Da SMCS

Até o dia 28 de novembro, as 109 unidades de saúde de Curitiba estarão dando doses de vacina contra a poliomielite e aplicando vacina contra o sarampo. A campanha é voltada para crianças entre seis meses e 5 anos incompletos no caso da pólio e 1 ano e 5 anos incompletos no caso do sarampo. Neste sábado (08), as unidades de saúde foram abertas especialmente para esta campanha de imunização. A meta para Curitiba é imunizar 95% da população alvo, formada por mais de 100 mil crianças.

A pólio é uma doença infectocontagiosa grave. Na maioria dos casos, a criança não vai a óbito quando infectada, mas tem sérias lesões que afetam o sistema nervoso, provocando paralisia irreversível, principalmente nos membros inferiores. A doença é causada pelo poliovíruas e a infecção se dá, principalmente, via oral.

Em Curitiba, estima-se que 103.054 crianças tenham entre os seis meses e 5 anos incompletos e devam fazer a vacina da pólio. O Brasil está livre da poliomielite desde 1990. Desde então, não houve novos casos registrados e, em 1994, o país recebeu da Organização Pan-Americana de Saúde (Opas) a Certificação de Área Livre de Circulação do Poliovírus Selvagem em seu território.

Sarampo

A vacina tríplice viral, destinada à vacinação contra sarampo, caxumba e rubéola também será aplicada até dia 28 de novembro nas crianças entre um ano e menores de 5 anos. A estimativa da Secretaria Municipal da Saúde é vacinar 90.514 crianças na capital paranaense até o dia 28. Para que sejam cumpridas todas as fases da imunização, as vacinas contra a poliomielite, o sarampo, rubéola e caxumba continuam disponíveis durante todo o ano nas unidades de saúde.
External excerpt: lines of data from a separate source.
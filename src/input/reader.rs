use anyhow::{Context, Result};
use std::fs;
use std::io::{self, Read};

const MAX_INPUT_SIZE: usize = 1024 * 1024; // 1MB

/// Reads translation input from a file or stdin.
pub struct InputReader;

impl InputReader {
    pub fn read(file_path: Option<&str>) -> Result<String> {
        file_path.map_or_else(Self::read_stdin, Self::read_file)
    }

    /// Reads the input and splits it into one message per non-blank line.
    pub fn read_messages(file_path: Option<&str>) -> Result<Vec<String>> {
        Ok(split_messages(&Self::read(file_path)?))
    }

    fn read_file(path: &str) -> Result<String> {
        let size = fs::metadata(path)
            .with_context(|| format!("Failed to access file: {path}"))?
            .len() as usize;
        check_size(size)?;

        fs::read_to_string(path).with_context(|| format!("Failed to read file: {path}"))
    }

    fn read_stdin() -> Result<String> {
        let mut buffer = Vec::new();
        io::stdin()
            .lock()
            .take(MAX_INPUT_SIZE as u64 + 1)
            .read_to_end(&mut buffer)
            .context("Failed to read from stdin")?;
        check_size(buffer.len())?;

        String::from_utf8(buffer).context("Input is not valid UTF-8")
    }
}

fn check_size(size: usize) -> Result<()> {
    if size > MAX_INPUT_SIZE {
        anyhow::bail!(
            "Input exceeds the maximum allowed size (1 MB).\n\n\
             Split it into several smaller batches."
        );
    }
    Ok(())
}

/// Splits text into messages: one per line, blank lines dropped, `\r\n` tolerated.
pub fn split_messages(text: &str) -> Vec<String> {
    text.lines()
        .map(|line| line.trim_end_matches('\r'))
        .filter(|line| !line.trim().is_empty())
        .map(str::to_string)
        .collect()
}
//! Subcommand implementations.

use anyhow::Result;
use tokio::sync::oneshot;

use crate::cli::CliError;
use crate::config::{ConfigManager, ResolveOptions, ResolvedConfig, resolve_config};
use crate::error::TranslationError;
use crate::translation::RequestHandle;

/// Configure command handler.
pub mod configure;

/// Language detection command handler.
pub mod detect;

/// Supported-languages command handler.
pub mod languages;

/// Translation command handler.
pub mod translate;

/// Loads the config file (if any) and merges it with CLI overrides.
fn load_resolved_config(options: &ResolveOptions) -> Result<ResolvedConfig> {
    let file_config = ConfigManager::new()?.load_or_default()?;
    resolve_config(options, &file_config)
}

/// Waits for a spawned request to report back, cancelling it on Ctrl+C.
async fn wait_interruptible<T>(
    handle: RequestHandle,
    result: oneshot::Receiver<Result<T, TranslationError>>,
) -> Result<T> {
    tokio::select! {
        received = result => match received {
            Ok(outcome) => Ok(outcome?),
            Err(_) => anyhow::bail!("Request ended without a result"),
        },
        _ = tokio::signal::ctrl_c() => {
            handle.cancel();
            tracing::debug!("request cancelled by interrupt");
            Err(CliError::Interrupted.into())
        }
    }
}

/// Spawns a request through `spawn` and waits for its result.
///
/// `spawn` returns `None` when the backend lacks the operation.
async fn run_request<T, S>(spawn: S, unsupported: CliError) -> Result<T>
where
    T: Send + 'static,
    S: FnOnce(Box<dyn FnOnce(Result<T, TranslationError>) + Send>) -> Option<RequestHandle>,
{
    let (tx, rx) = oneshot::channel();
    let completion: Box<dyn FnOnce(Result<T, TranslationError>) + Send> = Box::new(move |result| {
        let _ = tx.send(result);
    });
    let handle = spawn(completion).ok_or(unsupported)?;
    wait_interruptible(handle, rx).await
}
O sarampo é uma doença viral aguda grave e altamente contagiosa. Os sintomas mais comuns são febre alta, tosse, manchas avermelhadas, coriza e conjuntivite. A transmissão ocorre de pessoa a pessoa, por meio de secreções expelidas pelo doente ao tossir, falar ou respirar. A unida maneira de prevenção é através da vacina. Os últimos casos de contágio autóctone de sarampo no Brasil ocorreram em 2000 e, desde então, os casos registrados foram importados ou relacionados à importação.